Stored items
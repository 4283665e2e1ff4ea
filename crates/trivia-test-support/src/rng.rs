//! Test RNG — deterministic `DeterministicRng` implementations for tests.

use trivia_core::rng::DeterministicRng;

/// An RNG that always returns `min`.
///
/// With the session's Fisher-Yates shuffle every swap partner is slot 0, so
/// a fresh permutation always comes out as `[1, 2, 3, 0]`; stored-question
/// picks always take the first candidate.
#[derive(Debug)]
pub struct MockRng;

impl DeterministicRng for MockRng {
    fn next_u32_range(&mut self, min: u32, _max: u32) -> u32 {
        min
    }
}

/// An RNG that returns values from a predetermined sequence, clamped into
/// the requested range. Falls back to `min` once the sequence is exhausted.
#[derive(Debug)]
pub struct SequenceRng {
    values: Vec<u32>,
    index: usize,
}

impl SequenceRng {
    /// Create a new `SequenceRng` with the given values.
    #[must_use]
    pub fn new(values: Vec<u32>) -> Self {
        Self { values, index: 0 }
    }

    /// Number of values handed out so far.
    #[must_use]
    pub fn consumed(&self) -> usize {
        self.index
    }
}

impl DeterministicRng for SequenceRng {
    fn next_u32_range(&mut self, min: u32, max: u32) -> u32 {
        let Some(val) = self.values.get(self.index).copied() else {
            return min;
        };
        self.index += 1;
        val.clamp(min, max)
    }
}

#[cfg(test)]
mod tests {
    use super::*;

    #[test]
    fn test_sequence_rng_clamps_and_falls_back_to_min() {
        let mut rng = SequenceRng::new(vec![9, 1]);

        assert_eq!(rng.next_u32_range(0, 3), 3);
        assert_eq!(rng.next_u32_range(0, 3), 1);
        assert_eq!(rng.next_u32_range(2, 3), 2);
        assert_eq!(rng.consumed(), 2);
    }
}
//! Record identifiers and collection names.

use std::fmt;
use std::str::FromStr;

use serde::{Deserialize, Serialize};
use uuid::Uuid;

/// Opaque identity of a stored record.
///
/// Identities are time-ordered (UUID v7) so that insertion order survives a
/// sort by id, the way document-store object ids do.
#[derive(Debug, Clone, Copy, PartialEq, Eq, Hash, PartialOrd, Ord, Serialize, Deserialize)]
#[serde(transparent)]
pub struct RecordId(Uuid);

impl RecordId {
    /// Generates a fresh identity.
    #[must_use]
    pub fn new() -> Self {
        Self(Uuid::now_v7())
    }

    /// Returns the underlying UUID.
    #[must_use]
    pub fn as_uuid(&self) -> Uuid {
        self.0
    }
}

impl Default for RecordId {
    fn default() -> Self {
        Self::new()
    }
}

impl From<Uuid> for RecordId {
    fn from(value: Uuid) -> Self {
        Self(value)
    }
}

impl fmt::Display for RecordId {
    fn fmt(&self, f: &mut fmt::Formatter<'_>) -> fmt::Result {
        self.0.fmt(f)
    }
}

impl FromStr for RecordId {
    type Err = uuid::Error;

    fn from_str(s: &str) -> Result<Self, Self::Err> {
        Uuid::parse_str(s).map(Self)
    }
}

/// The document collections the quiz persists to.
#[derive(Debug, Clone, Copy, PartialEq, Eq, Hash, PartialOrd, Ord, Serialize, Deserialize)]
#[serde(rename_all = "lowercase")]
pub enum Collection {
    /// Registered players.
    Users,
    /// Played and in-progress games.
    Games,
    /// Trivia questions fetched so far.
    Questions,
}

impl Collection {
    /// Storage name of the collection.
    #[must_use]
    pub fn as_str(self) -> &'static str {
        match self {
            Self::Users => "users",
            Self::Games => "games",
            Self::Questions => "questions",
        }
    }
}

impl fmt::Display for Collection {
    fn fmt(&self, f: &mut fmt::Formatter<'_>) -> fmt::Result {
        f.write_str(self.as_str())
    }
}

To do: Gather all lines with the string "RecordId" from the data.

Written reply:
pub struct RecordId(Uuid);
impl RecordId {
impl Default for RecordId {
impl From<Uuid> for RecordId {
impl fmt::Display for RecordId {
impl FromStr for RecordId {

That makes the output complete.